Selama bertahun-tahun, saya memperlakukan stablecoin dengan cara yang sama seperti kebanyakan trader — tempat parkir netral di antara perdagangan. Anda keluar dari volatilitas, menunggu, lalu masuk kembali. Sederhana.

Tapi seiring waktu, sesuatu tidak sesuai.

Ketika Anda benar-benar melihat bagaimana stablecoin digunakan saat ini, sebagian besar aktivitas tidak ada hubungannya dengan trading. Aliran tersebut berulang. Membosankan, bahkan. Gaji. Perpindahan kas internal. Penyelesaian pedagang. Transfer lintas batas yang berulang setiap minggu atau setiap bulan.

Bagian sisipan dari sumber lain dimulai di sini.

//! Pure formatting functions for UI output.
//!
//! `format_*` functions build the text and are tested directly; `display_*` functions print it.

use console::style;

use crate::cherry_pick::AppliedCommit;
use crate::cli::orchestration::{ActionOutcome, ReleasePlan};

/// Format and print an error message in red.
pub fn display_error(message: &str) {
    eprintln!("{} {}", style("ERROR:").red().bold(), message);
}

/// Format and print a success message with green checkmark.
pub fn display_success(message: &str) {
    println!("{} {}", style("✓").green(), message);
}

/// Format and print a status message with yellow arrow.
pub fn display_status(message: &str) {
    println!("{} {}", style("→").yellow(), message);
}

/// Display the plan an action would carry out.
pub fn display_plan(plan: &ReleasePlan) {
    println!("\n{}", style("Planned release train steps:").bold());
    for line in plan.to_string().lines() {
        println!("  {}", line);
    }
    println!();
}

/// Display what an executed action produced.
pub fn display_outcome(outcome: &ActionOutcome) {
    for line in format_outcome(outcome) {
        display_success(&line);
    }
}

/// Lines describing an action outcome, most important first.
pub fn format_outcome(outcome: &ActionOutcome) -> Vec<String> {
    match outcome {
        ActionOutcome::Released(release) => vec![
            format!("Published release {}", release.tag),
            format!("Release notes: {}", release.url),
        ],
        ActionOutcome::Advanced {
            tag,
            compare_url,
            applied,
            merge_commit,
        } => {
            let mut lines = vec![format!("Created release candidate {}", tag.name)];
            if !applied.is_empty() {
                lines.push(format!("Cherry-picked {}", format_applied(applied)));
            }
            match merge_commit {
                Some(commit) => lines.push(format!("Merged into release branch as {}", commit)),
                None => lines.push("Release branch already contained the tag".to_string()),
            }
            lines.push(format!("Compare: {}", compare_url));
            lines
        }
        ActionOutcome::Skipped => vec!["Nothing to do".to_string()],
    }
}

fn format_applied(applied: &[AppliedCommit]) -> String {
    applied
        .iter()
        .map(|a| match a.mainline {
            Some(parent) => format!("{} (merge, mainline {})", a.commit, parent),
            None => a.commit.to_string(),
        })
        .collect::<Vec<_>>()
        .join(", ")
}

#[cfg(test)]
mod tests {
    use super::*;
    use crate::host::{CommitRef, ReleaseRef, TagRef};

    #[test]
    fn test_format_release() {
        let lines = format_outcome(&ActionOutcome::Released(ReleaseRef {
            tag: "portal/v1.0.0".into(),
            url: "https://github.com/acme/portal/releases/tag/portal/v1.0.0".into(),
        }));
        assert_eq!(lines[0], "Published release portal/v1.0.0");
    }

    #[test]
    fn test_format_advanced_with_merge_commit_pick() {
        let lines = format_outcome(&ActionOutcome::Advanced {
            tag: TagRef {
                name: "portal/v1.0.0-rc2".into(),
                commit: CommitRef::new("tip"),
            },
            compare_url: "https://github.com/acme/portal/compare/a...b".into(),
            applied: vec![
                AppliedCommit {
                    commit: CommitRef::new("aaa"),
                    mainline: None,
                },
                AppliedCommit {
                    commit: CommitRef::new("mmm"),
                    mainline: Some(1),
                },
            ],
            merge_commit: None,
        });

        assert_eq!(lines[1], "Cherry-picked aaa, mmm (merge, mainline 1)");
        assert_eq!(lines[2], "Release branch already contained the tag");
    }
}
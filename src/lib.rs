pub mod cherry_pick;
pub mod cli;
pub mod config;
pub mod domain;
pub mod error;
pub mod git;
pub mod host;
pub mod release_log;
pub mod train;
pub mod ui;

pub use error::{ParseError, ReleaseError, Result};
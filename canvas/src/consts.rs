//! Shared numeric constants for the canvas crate.

// ── Surface ─────────────────────────────────────────────────────

/// Default render width in pixels.
pub const DEFAULT_WIDTH: u32 = 800;

/// Default render height in pixels.
pub const DEFAULT_HEIGHT: u32 = 600;

/// RGBA8.
pub const BYTES_PER_PIXEL: usize = 4;

// ── Brush ───────────────────────────────────────────────────────

/// Smallest brush radius in pixels. Keeps hairline strokes visible.
pub const MIN_BRUSH_RADIUS: f64 = 0.5;

/// Background used when flattening a transparent buffer to PPM.
pub const WHITE: [u8; 3] = [255, 255, 255];
//! Rendering: replays an ordered stroke log into an RGBA pixel buffer.
//!
//! This is the ReplayEngine. [`render`] always starts from a cleared buffer
//! and draws strokes in log order, so later strokes occlude earlier ones and
//! identical input produces byte-identical output. There is no anti-aliasing
//! and no blending: a pixel is either untouched or painted opaque with the
//! stroke colour, which keeps the output a pure function of the input.
//!
//! Each consecutive point pair is drawn as a round-capped segment: a pixel is
//! covered when its centre lies within the brush radius of the segment.

use frames::{Point, Stroke};

use crate::color;
use crate::consts::{BYTES_PER_PIXEL, MIN_BRUSH_RADIUS};

/// Owned RGBA8 frame, row-major, origin at the top-left.
#[derive(Debug, Clone, PartialEq, Eq)]
pub struct PixelBuffer {
    width: u32,
    height: u32,
    data: Vec<u8>,
}

impl PixelBuffer {
    /// A fully transparent buffer.
    #[must_use]
    pub fn new(width: u32, height: u32) -> Self {
        let len = width as usize * height as usize * BYTES_PER_PIXEL;
        Self { width, height, data: vec![0; len] }
    }

    #[must_use]
    pub fn width(&self) -> u32 {
        self.width
    }

    #[must_use]
    pub fn height(&self) -> u32 {
        self.height
    }

    /// Raw RGBA bytes.
    #[must_use]
    pub fn data(&self) -> &[u8] {
        &self.data
    }

    /// Reset every pixel to transparent `[0, 0, 0, 0]`.
    pub fn clear(&mut self) {
        self.data.fill(0);
    }

    /// RGBA value at `(x, y)`, or `None` outside the buffer.
    #[must_use]
    pub fn pixel(&self, x: u32, y: u32) -> Option<[u8; 4]> {
        if x >= self.width || y >= self.height {
            return None;
        }
        let i = self.offset(x, y);
        Some([self.data[i], self.data[i + 1], self.data[i + 2], self.data[i + 3]])
    }

    /// Number of pixels with non-zero alpha.
    #[must_use]
    pub fn painted_pixels(&self) -> usize {
        self.data.chunks_exact(BYTES_PER_PIXEL).filter(|px| px[3] != 0).count()
    }

    /// Encode as binary PPM (P6). Transparent pixels take `background`.
    #[must_use]
    pub fn to_ppm(&self, background: [u8; 3]) -> Vec<u8> {
        let header = format!("P6\n{} {}\n255\n", self.width, self.height);
        let mut out = Vec::with_capacity(header.len() + self.data.len() / BYTES_PER_PIXEL * 3);
        out.extend_from_slice(header.as_bytes());
        for px in self.data.chunks_exact(BYTES_PER_PIXEL) {
            if px[3] == 0 {
                out.extend_from_slice(&background);
            } else {
                out.extend_from_slice(&px[..3]);
            }
        }
        out
    }

    fn offset(&self, x: u32, y: u32) -> usize {
        (y as usize * self.width as usize + x as usize) * BYTES_PER_PIXEL
    }

    fn put(&mut self, x: u32, y: u32, rgb: [u8; 3]) {
        let i = self.offset(x, y);
        self.data[i..i + 3].copy_from_slice(&rgb);
        self.data[i + 3] = u8::MAX;
    }
}

/// Replay `strokes` onto a fresh `width` x `height` buffer.
#[must_use]
pub fn render(strokes: &[Stroke], width: u32, height: u32) -> PixelBuffer {
    let mut buf = PixelBuffer::new(width, height);
    draw_strokes(&mut buf, strokes);
    buf
}

/// Draw `strokes` in order on top of whatever `buf` already holds.
pub fn draw_strokes(buf: &mut PixelBuffer, strokes: &[Stroke]) {
    for stroke in strokes {
        draw_stroke(buf, stroke);
    }
}

pub fn draw_stroke(buf: &mut PixelBuffer, stroke: &Stroke) {
    draw_points(buf, stroke.points());
}

/// Draw a raw polyline using the first point's colour and width. Used for the
/// uncommitted gesture, which may not yet be a valid [`Stroke`]. Fewer than
/// two points draw nothing.
pub fn draw_points(buf: &mut PixelBuffer, points: &[Point]) {
    let Some(first) = points.first() else {
        return;
    };
    let rgb = color::resolve(&first.color);
    let radius = (first.width / 2.0).max(MIN_BRUSH_RADIUS);
    if !radius.is_finite() {
        return;
    }
    for pair in points.windows(2) {
        draw_segment(buf, &pair[0], &pair[1], radius, rgb);
    }
}

// =============================================================
// Rasterization
// =============================================================

#[allow(clippy::cast_possible_truncation, clippy::cast_sign_loss)]
fn draw_segment(buf: &mut PixelBuffer, a: &Point, b: &Point, radius: f64, rgb: [u8; 3]) {
    if buf.width == 0 || buf.height == 0 {
        return;
    }
    if ![a.x, a.y, b.x, b.y].iter().all(|v| v.is_finite()) {
        return;
    }

    // Pixel-index bounding box, clamped to the buffer before casting.
    let x0 = (a.x.min(b.x) - radius).floor().max(0.0);
    let y0 = (a.y.min(b.y) - radius).floor().max(0.0);
    let x1 = (a.x.max(b.x) + radius).ceil().min(f64::from(buf.width - 1));
    let y1 = (a.y.max(b.y) + radius).ceil().min(f64::from(buf.height - 1));
    if x0 > x1 || y0 > y1 {
        return;
    }

    let radius_sq = radius * radius;
    for y in (y0 as u32)..=(y1 as u32) {
        let cy = f64::from(y) + 0.5;
        for x in (x0 as u32)..=(x1 as u32) {
            let cx = f64::from(x) + 0.5;
            if distance_sq_to_segment(cx, cy, a, b) <= radius_sq {
                buf.put(x, y, rgb);
            }
        }
    }
}

/// Squared distance from `(px, py)` to the closed segment `a`-`b`.
fn distance_sq_to_segment(px: f64, py: f64, a: &Point, b: &Point) -> f64 {
    let dx = b.x - a.x;
    let dy = b.y - a.y;
    let len_sq = dx * dx + dy * dy;
    let t = if len_sq > 0.0 { (((px - a.x) * dx + (py - a.y) * dy) / len_sq).clamp(0.0, 1.0) } else { 0.0 };
    let ex = a.x + t * dx - px;
    let ey = a.y + t * dy - py;
    ex * ex + ey * ey
}

#[cfg(test)]
#[path = "render_test.rs"]
mod render_test;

Itu bukan spekulasi. Itu adalah operasi.

Dan uang operasional berperilaku sangat berbeda dari modal perdagangan. Itu tidak peduli tentang narasi atau potensi keuntungan. Itu hanya peduli pada satu hal: apakah transfer ini akan berhasil, tepat waktu, dengan biaya yang dapat diprediksi?

Di sinilah retakan mulai terlihat di banyak blockchain. Biaya variabel baik-baik saja saat Anda mengejar volatilitas. Mereka tidak baik saat Anda menyelesaikan faktur. Kemacetan dapat ditoleransi saat Anda berdagang satu atau dua kali sehari. Ini menjadi masalah saat Anda memindahkan dana secara terus-menerus.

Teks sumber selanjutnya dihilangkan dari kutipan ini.